Authors: Elisabeth Ogilvie
“Well, anyway,” Thea went on cheerfully, “what's he like? Is he nice? Gee, he looks like a professor or somethin'. He isn't a
preacher
, is he?” she added with alarm.
“I don't know what he is,” said Joanna. “He's very quiet, that's all I know.” She went down on her knees before the stove to slide the beanpot into the oven.
Thea hovered around for a few minutes more, and then went out. Most likely she would now go down to Sigurd's to check notes with Leonie, Sigurd's housekeeper. In a few days now they would know; the fact was inescapable. But until then, Joanna reasoned, let them stew.
It was so warm and sunny at noontime that she let Jamie's nap go by and took him out for a walk after dinner. Dick, who had escorted Dennis Garland across the Island in the morning, met them by the fish houses and decided to go with them. What was Garland doing over there? Joanna wondered, and looked into Dick's kind, shining eyes as if she could see mirrored there what he had seen this morning. He would have followed the stranger's feet around through the house and the barn, he would have sat down beside Garland on one of the great, flat, shelving rocks that looked out to sea; perhaps he'd even shared a sandwich with him, and Garland had talked to him, as lonely people will address their thoughts to dogs and very small children.
Lonely!
Why had she thought of that word? Perhaps because the man walked in an aura of solitude. Nils had always been like that, but it was a self-sufficient aloneness. Not a loneliness. And this man looked as if he had always been alone.
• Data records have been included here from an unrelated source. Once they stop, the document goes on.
//! Merge conflict resolution.
//!
//! A merge that stops on conflicts is handed to a [ConflictSession]. The
//! session asks a [ConflictResolver] to settle the conflicting paths, stages
//! what was settled and commits the merge only when nothing is left
//! unresolved. Resolvers are pluggable: a fixed [StrategyResolver]
//! (ours / theirs / mergetool) or the per-file [InteractiveResolver].

pub mod interactive;
pub mod strategy;

pub use interactive::InteractiveResolver;
pub use strategy::{Resolution, StrategyResolver};

use std::path::PathBuf;

use tracing::{info, warn};

use crate::config::ConflictStrategyConfig;
use crate::error::Result;
use crate::git::{CommandGateway, GitCommand, Repository};
use crate::notify::Notifier;

/// Settles conflicting paths in the working tree
pub trait ConflictResolver {
    /// Returns the subset of `paths` whose content was settled.
    ///
    /// Staging and committing are left to the session.
    fn resolve_conflicts(
        &mut self,
        gateway: &dyn CommandGateway,
        paths: &[PathBuf],
    ) -> Result<Vec<PathBuf>>;
}

/// Builds the resolver selected in configuration
pub fn resolver_for(strategy: ConflictStrategyConfig) -> Box<dyn ConflictResolver> {
    match strategy {
        ConflictStrategyConfig::Prompt => Box::new(InteractiveResolver::stdin()),
        ConflictStrategyConfig::Ours => Box::new(StrategyResolver::new(Resolution::Ours)),
        ConflictStrategyConfig::Theirs => Box::new(StrategyResolver::new(Resolution::Theirs)),
        ConflictStrategyConfig::Manual => Box::new(StrategyResolver::new(Resolution::Manual)),
    }
}

/// One committing resolution pass over a stopped merge of `source` into `target`
pub struct ConflictSession<'a> {
    repo: &'a dyn Repository,
    gateway: &'a dyn CommandGateway,
    notifier: &'a dyn Notifier,
    source: &'a str,
    target: &'a str,
}

impl<'a> ConflictSession<'a> {
    pub fn new(
        repo: &'a dyn Repository,
        gateway: &'a dyn CommandGateway,
        notifier: &'a dyn Notifier,
        source: &'a str,
        target: &'a str,
    ) -> Self {
        ConflictSession {
            repo,
            gateway,
            notifier,
            source,
            target,
        }
    }

    /// Returns true iff every conflicting path was resolved and the merge committed.
    pub fn run(&self, resolver: &mut dyn ConflictResolver) -> Result<bool> {
        let conflicted = self.repo.conflicted_paths()?;
        info!(
            source = self.source,
            target = self.target,
            files = conflicted.len(),
            "resolving merge conflicts"
        );

        if !conflicted.is_empty() {
            let resolved = match resolver.resolve_conflicts(self.gateway, &conflicted) {
                Ok(resolved) => resolved,
                Err(e) => {
                    warn!(error = %e, "conflict resolution aborted");
                    self.warn_unresolved(&conflicted);
                    return Ok(false);
                }
            };
            if !resolved.is_empty() {
                let staged = self
                    .gateway
                    .run(&GitCommand::add_paths(&display_paths(&resolved)), &mut [])?;
                if !staged.success {
                    warn!(stderr = %staged.error_output_joined(), "staging resolved files failed");
                }
            }
        }

        let remaining = self.repo.conflicted_paths()?;
        if !remaining.is_empty() {
            self.warn_unresolved(&remaining);
            return Ok(false);
        }

        let commit = self.gateway.run(&GitCommand::commit_no_edit(), &mut [])?;
        if !commit.success {
            warn!(stderr = %commit.error_output_joined(), "committing the merge failed");
            self.warn_unresolved(&remaining);
            return Ok(false);
        }

        info!(source = self.source, target = self.target, "merge conflicts resolved");
        Ok(true)
    }

    fn warn_unresolved(&self, remaining: &[PathBuf]) {
        let mut body = format!(
            "Merging {} into {} left conflicts unresolved",
            self.source, self.target
        );
        if !remaining.is_empty() {
            body.push_str(":\n");
            body.push_str(&crate::ui::format_changed_paths(remaining));
        }
        self.notifier.notify_warning("Merge conflict", &body);
    }
}

fn display_paths(paths: &[PathBuf]) -> Vec<String> {
    paths.iter().map(|p| p.display().to_string()).collect()
}
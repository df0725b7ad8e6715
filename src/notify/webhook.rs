//! Chat webhook notification sender.
//!
//! Posts `{"msg": "..."}` to a robot webhook URL (DingTalk by default).

use std::time::Duration;

use serde::Serialize;
use tracing::{debug, info, warn};

use crate::error::{ReleaseFlowError, Result};

/// JSON body sent to the webhook
#[derive(Debug, Serialize, PartialEq, Eq)]
pub struct ChannelMessage {
    pub msg: String,
}

/// Incoming-webhook notifier
pub struct WebhookNotifier {
    url: String,
    http: reqwest::blocking::Client,
}

impl WebhookNotifier {
    /// Create a notifier posting to `url`
    pub fn new(url: impl Into<String>) -> Result<Self> {
        let http = reqwest::blocking::Client::builder()
            .timeout(Duration::from_secs(10))
            .build()?;

        Ok(WebhookNotifier {
            url: url.into(),
            http,
        })
    }

    pub fn url(&self) -> &str {
        &self.url
    }

    /// Send a message to the channel.
    pub fn send(&self, message: &str) -> Result<()> {
        debug!(len = message.len(), "sending webhook message");

        let resp = self
            .http
            .post(&self.url)
            .json(&ChannelMessage {
                msg: message.to_string(),
            })
            .send()?;

        if !resp.status().is_success() {
            let status = resp.status();
            let body = resp.text().unwrap_or_default();
            warn!(status = %status, body = %body, "webhook returned error");
            return Err(ReleaseFlowError::notify(format!("HTTP {}: {}", status, body)));
        }

        info!("webhook message sent");
        Ok(())
    }
}

#[cfg(test)]
mod tests {
    use super::*;

    #[test]
    fn test_payload_shape() {
        let payload = serde_json::to_value(ChannelMessage {
            msg: "release locked".to_string(),
        })
        .unwrap();
        assert_eq!(payload, serde_json::json!({ "msg": "release locked" }));
    }

    #[test]
    fn test_construction() {
        let notifier = WebhookNotifier::new("https://example.com/robot?token=abc").unwrap();
        assert_eq!(notifier.url(), "https://example.com/robot?token=abc");
    }

    #[test]
    fn test_unreachable_endpoint_is_an_error() {
        // Port 9 (discard) is closed on loopback in test environments.
        let notifier = WebhookNotifier::new("http://127.0.0.1:9/robot").unwrap();
        assert!(notifier.send("hello").is_err());
    }
}
pub mod bootstrap;
pub mod cli;
pub mod config;
pub mod conflict;
pub mod domain;
pub mod error;
pub mod git;
pub mod last_commit;
pub mod lock;
pub mod notify;
pub mod preflight;
pub mod release;
pub mod remote;
pub mod ui;

pub use error::{ReleaseFlowError, Result};
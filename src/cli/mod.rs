pub mod orchestration;

pub use orchestration::{LockStatus, PublishArgs, PublishResult};
use std::fmt;

/// Git subcommands the workflow issues
#[derive(Debug, Clone, Copy, PartialEq, Eq)]
pub enum GitVerb {
    Fetch,
    Checkout,
    Pull,
    Merge,
    Push,
    Tag,
    Show,
    Branch,
    Add,
    Commit,
    Mergetool,
}

impl GitVerb {
    pub fn as_str(&self) -> &'static str {
        match self {
            GitVerb::Fetch => "fetch",
            GitVerb::Checkout => "checkout",
            GitVerb::Pull => "pull",
            GitVerb::Merge => "merge",
            GitVerb::Push => "push",
            GitVerb::Tag => "tag",
            GitVerb::Show => "show",
            GitVerb::Branch => "branch",
            GitVerb::Add => "add",
            GitVerb::Commit => "commit",
            GitVerb::Mergetool => "mergetool",
        }
    }

    /// Whether the command talks to a remote
    pub fn is_network(&self) -> bool {
        matches!(self, GitVerb::Fetch | GitVerb::Pull | GitVerb::Push)
    }
}

/// A fully built git invocation
///
/// Constructed fresh for every call; there is no shared handler state.
#[derive(Debug, Clone, PartialEq, Eq)]
pub struct GitCommand {
    pub verb: GitVerb,
    pub args: Vec<String>,
    /// URLs of the remote involved, for logging and credential lookup
    pub remote_urls: Vec<String>,
}

impl GitCommand {
    pub fn new(verb: GitVerb) -> Self {
        GitCommand {
            verb,
            args: Vec::new(),
            remote_urls: Vec::new(),
        }
    }

    pub fn arg(mut self, arg: impl Into<String>) -> Self {
        self.args.push(arg.into());
        self
    }

    pub fn with_urls(mut self, urls: &[String]) -> Self {
        self.remote_urls = urls.to_vec();
        self
    }

    /// Arguments as passed to the `git` executable
    pub fn argv(&self) -> Vec<String> {
        std::iter::once(self.verb.as_str().to_string())
            .chain(self.args.iter().cloned())
            .collect()
    }

    /// `git fetch <remote> <source>:<local> -f`
    ///
    /// Force-fetches a remote branch into a local branch of another name,
    /// overwriting a stale local ref.
    pub fn fetch_into(remote: &str, source: &str, local: &str) -> Self {
        GitCommand::new(GitVerb::Fetch)
            .arg(remote)
            .arg(format!("{}:{}", source, local))
            .arg("-f")
    }

    /// `git fetch <remote> --prune`, refreshing remote-tracking branches
    pub fn fetch_prune(remote: &str) -> Self {
        GitCommand::new(GitVerb::Fetch).arg(remote).arg("--prune")
    }

    /// `git checkout <branch>`
    pub fn checkout(branch: &str) -> Self {
        GitCommand::new(GitVerb::Checkout).arg(branch)
    }

    /// `git checkout -b <branch> <remote>/<branch>`
    pub fn checkout_tracking(remote: &str, branch: &str) -> Self {
        GitCommand::new(GitVerb::Checkout)
            .arg("-b")
            .arg(branch)
            .arg(format!("{}/{}", remote, branch))
    }

    /// `git pull <remote> <branch>:<branch>`
    pub fn pull(remote: &str, branch: &str) -> Self {
        GitCommand::new(GitVerb::Pull)
            .arg(remote)
            .arg(format!("{}:{}", branch, branch))
    }

    /// `git merge <branch>`
    pub fn merge(branch: &str) -> Self {
        GitCommand::new(GitVerb::Merge).arg(branch)
    }

    /// `git push <remote> <branch>:<branch> --tags [--set-upstream]`
    pub fn push(remote: &str, branch: &str, new_branch: bool) -> Self {
        let command = GitCommand::push_refspec(remote, branch, branch).arg("--tags");
        if new_branch {
            command.arg("--set-upstream")
        } else {
            command
        }
    }

    /// `git push <remote> <source>:<destination>`
    pub fn push_refspec(remote: &str, source: &str, destination: &str) -> Self {
        GitCommand::new(GitVerb::Push)
            .arg(remote)
            .arg(format!("{}:{}", source, destination))
    }

    /// `git push <remote> --delete <branch>`
    pub fn delete_remote_branch(remote: &str, branch: &str) -> Self {
        GitCommand::new(GitVerb::Push)
            .arg(remote)
            .arg("--delete")
            .arg(branch)
    }

    /// `git tag -a -f -m <message> <name>`
    pub fn annotated_tag(name: &str, message: &str) -> Self {
        GitCommand::new(GitVerb::Tag)
            .arg("-a")
            .arg("-f")
            .arg("-m")
            .arg(message)
            .arg(name)
    }

    /// `git show <remote>/<branch> -s --format=... --date=...`
    pub fn show_last_commit(remote: &str, branch: &str) -> Self {
        GitCommand::new(GitVerb::Show)
            .arg(format!("{}/{}", remote, branch))
            .arg("-s")
            .arg("--format=Author:%ae-Date:%ad-Message:%s")
            .arg("--date=format:%Y-%m-%d_%H:%M:%S")
    }

    /// `git branch -d|-D <branch>`
    pub fn delete_local_branch(branch: &str, force: bool) -> Self {
        GitCommand::new(GitVerb::Branch)
            .arg(if force { "-D" } else { "-d" })
            .arg(branch)
    }

    /// `git branch -m <old> <new>`
    pub fn rename_branch(old: &str, new: &str) -> Self {
        GitCommand::new(GitVerb::Branch).arg("-m").arg(old).arg(new)
    }

    /// `git add -- <paths>`
    pub fn add_paths<S: AsRef<str>>(paths: &[S]) -> Self {
        paths
            .iter()
            .fold(GitCommand::new(GitVerb::Add).arg("--"), |command, path| {
                command.arg(path.as_ref())
            })
    }

    /// `git checkout --ours|--theirs -- <path>`
    pub fn checkout_side(path: &str, ours: bool) -> Self {
        GitCommand::new(GitVerb::Checkout)
            .arg(if ours { "--ours" } else { "--theirs" })
            .arg("--")
            .arg(path)
    }

    /// `git commit --no-edit`, concluding a merge
    pub fn commit_no_edit() -> Self {
        GitCommand::new(GitVerb::Commit).arg("--no-edit")
    }

    /// `git mergetool --no-prompt -- <path>`
    pub fn mergetool(path: &str) -> Self {
        GitCommand::new(GitVerb::Mergetool)
            .arg("--no-prompt")
            .arg("--")
            .arg(path)
    }
}

impl fmt::Display for GitCommand {
    fn fmt(&self, f: &mut fmt::Formatter<'_>) -> fmt::Result {
        write!(f, "git {}", self.argv().join(" "))
    }
}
She walked slowly along the path toward the Old Wharf and the long beach, with a half-intention of going up the road past the marsh toward the Bennett homestead. That, at least, remained irrevocably Bennett; the sloping meadow before it, the long point between Schoolhouse and Goose coves; Goose Cove, and then the woods. And Sou-west Point belonged to the Bennetts too. When you thought of all the land in the Island's three hundred and sixty-five acres, you knew Uncle Nate's Place wasn't so big after all.
The sun lay warmly on her head, and there was a mild, dream-like atmosphere around her. The wind had gone down. The harbor moved against the shores in pale blue peace, the gulls stood in a white row on the boatshop roof. Dick, his coat gleaming with bronze lights, followed Jamie toward the beach. When Jamie grew up, he would walk like Nils, she thought, and the idea brought Nils before her almost as vividly as if he'd been hauling his skiff up over the beach rocks. She hadn't heard from him since he'd left, but he had warned her about that. Ellen had written that he'd come to Pruitt's Harbor to see her and the rest of the family. Beyond that, she knew nothing of his movements. But she wasn't disturbed by the blankness. When she could see him as clearly as this, in the soft bright clarity of the silent noon, she could not worry. It would be only when she could no longer summon him up, or recollect exactly the tones of his voice, that she would be afraid.
“Joanna!”
The hail rang out in the stillness, shattering her mood of peace. It was Sigurd, standing on the wharf above the lobster car. His blond head gleamed, so did his grin. “Come over and see what I found today!”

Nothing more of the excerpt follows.